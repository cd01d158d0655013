use image_warp::{load_image, save_image, HeadlessHost, Outcome, RenderSession, ScenarioConfig, WarpScenario};
use image_warp::{bench_pacer, bench_warp};

use anyhow::{Context, Result};
use clap::Parser;
use log::info;

use std::path::PathBuf;

#[derive(Parser, Debug)]
struct Args {
    /// Scenario file, looked up as given and then under `scenarios/`
    #[arg(short, default_value = "default.yaml")]
    file_name: String,

    /// Render without opening a window
    #[arg(long)]
    headless: bool,

    /// Override the source image from the scenario
    #[arg(long)]
    input: Option<PathBuf>,

    /// Override the output image from the scenario
    #[arg(long)]
    output: Option<PathBuf>,

    /// Run the warp and pacer benchmarks and exit
    #[arg(long)]
    bench: bool,
}

// load here to keep main clean
fn load_scenario_from_yaml(file_name: &str) -> Result<ScenarioConfig> {
    let direct = PathBuf::from(file_name);
    let config_path = if direct.is_file() {
        direct
    } else {
        PathBuf::from(env!("CARGO_MANIFEST_DIR")).join("scenarios").join(file_name)
    };

    ScenarioConfig::from_yaml_file(&config_path)
        .with_context(|| format!("failed to load scenario {}", config_path.display()))
}

fn main() -> Result<()> {
    env_logger::init();
    let args = Args::parse();

    if args.bench {
        bench_warp();
        bench_pacer();
        return Ok(());
    }

    let mut scenario_cfg = load_scenario_from_yaml(&args.file_name)?;
    if let Some(input) = args.input {
        scenario_cfg.image.input = input;
    }
    if let Some(output) = args.output {
        scenario_cfg.image.output = output;
    }

    let scenario = WarpScenario::build_scenario(scenario_cfg).context("invalid scenario")?;
    info!(
        "render_size = {}x{}, {} targets, {:?} sampling",
        scenario.render_size.0,
        scenario.render_size.1,
        scenario.targets.len(),
        scenario.parameters.interpolation
    );

    let source = load_image(&scenario.input)
        .with_context(|| format!("failed to load source image {}", scenario.input.display()))?;
    let mut session = RenderSession::from_scenario(source, &scenario);

    #[cfg(feature = "viewer")]
    if !args.headless {
        image_warp::run_viewer(session, scenario.output, scenario.window_size);
        return Ok(());
    }

    let mut host = HeadlessHost::with_signal_handlers().context("failed to install quit signal handlers")?;
    match session.run(&mut host)? {
        Outcome::Completed => {
            let raster = session.into_raster();
            save_image(&raster, &scenario.output)
                .with_context(|| format!("failed to save {}", scenario.output.display()))?;
        }
        Outcome::Terminated => info!("terminated before completion; nothing saved"),
    }

    Ok(())
}
pub mod surface;
pub mod addressing;
pub mod sampler;
//! Numerical parameters for one warp evaluation
//!
//! `WarpParameters` holds runtime settings:
//! - position step size `dt` and number of force/step rounds,
//! - the projectile mass (negative pulls toward positive targets),
//! - the sampling mode used after addressing

use crate::sampling::sampler::Interpolation;

#[derive(Debug, Clone)]
pub struct WarpParameters {
    pub dt: f64, // position step size
    pub iterations: u32, // force/step rounds per pixel, >= 1
    pub projectile_mass: f64, // mass of the per-pixel projectile
    pub interpolation: Interpolation, // sampling mode
}

impl Default for WarpParameters {
    fn default() -> Self {
        Self {
            dt: 1.0,
            iterations: 1,
            projectile_mass: -1.0,
            interpolation: Interpolation::Nearest,
        }
    }
}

EXERCISE DESCRIPTION:
Exact copies of every record are required.

RESULT:
repository cd01d158d0655013
use image_warp::{load_image, save_image, HeadlessHost, Outcome, RenderSession, ScenarioConfig, WarpScenario};
use image_warp::{bench_pacer, bench_warp};

use anyhow::{Context, Result};
use clap::Parser;
use log::info;

use std::path::PathBuf;

#[derive(Parser, Debug)]
struct Args {
    /// Scenario file, looked up as given and then under `scenarios/`
    #[arg(short, default_value = "default.yaml")]
    file_name: String,

    /// Render without opening a window
    #[arg(long)]
    headless: bool,

    /// Override the source image from the scenario
    #[arg(long)]
    input: Option<PathBuf>,

    /// Override the output image from the scenario
    #[arg(long)]
    output: Option<PathBuf>,

    /// Run the warp and pacer benchmarks and exit
    #[arg(long)]
    bench: bool,
}

// load here to keep main clean
fn load_scenario_from_yaml(file_name: &str) -> Result<ScenarioConfig> {
    let direct = PathBuf::from(file_name);
    let config_path = if direct.is_file() {
        direct
    } else {
        PathBuf::from(env!("CARGO_MANIFEST_DIR")).join("scenarios").join(file_name)
    };

    ScenarioConfig::from_yaml_file(&config_path)
        .with_context(|| format!("failed to load scenario {}", config_path.display()))
}

fn main() -> Result<()> {
    env_logger::init();
    let args = Args::parse();

    if args.bench {
        bench_warp();
        bench_pacer();
        return Ok(());
    }

    let mut scenario_cfg = load_scenario_from_yaml(&args.file_name)?;
    if let Some(input) = args.input {
        scenario_cfg.image.input = input;
    }
    if let Some(output) = args.output {
        scenario_cfg.image.output = output;
    }

    let scenario = WarpScenario::build_scenario(scenario_cfg).context("invalid scenario")?;
    info!(
        "render_size = {}x{}, {} targets, {:?} sampling",
        scenario.render_size.0,
        scenario.render_size.1,
        scenario.targets.len(),
        scenario.parameters.interpolation
    );

    let source = load_image(&scenario.input)
        .with_context(|| format!("failed to load source image {}", scenario.input.display()))?;
    let mut session = RenderSession::from_scenario(source, &scenario);

    #[cfg(feature = "viewer")]
    if !args.headless {
        image_warp::run_viewer(session, scenario.output, scenario.window_size);
        return Ok(());
    }

    let mut host = HeadlessHost::with_signal_handlers().context("failed to install quit signal handlers")?;
    match session.run(&mut host)? {
        Outcome::Completed => {
            let raster = session.into_raster();
            save_image(&raster, &scenario.output)
                .with_context(|| format!("failed to save {}", scenario.output.display()))?;
        }
        Outcome::Terminated => info!("terminated before completion; nothing saved"),
    }

    Ok(())
}
pub mod surface;
pub mod addressing;
pub mod sampler;
//! Numerical parameters for one warp evaluation
//!
//! `WarpParameters` holds runtime settings:
//! - position step size `dt` and number of force/step rounds,
//! - the projectile mass (negative pulls toward positive targets),
//! - the sampling mode used after addressing

use crate::sampling::sampler::Interpolation;

#[derive(Debug, Clone)]
pub struct WarpParameters {
    pub dt: f64, // position step size
    pub iterations: u32, // force/step rounds per pixel, >= 1
    pub projectile_mass: f64, // mass of the per-pixel projectile
    pub interpolation: Interpolation, // sampling mode
}

impl Default for WarpParameters {
    fn default() -> Self {
        Self {
            dt: 1.0,
            iterations: 1,
            projectile_mass: -1.0,
            interpolation: Interpolation::Nearest,
        }
    }
}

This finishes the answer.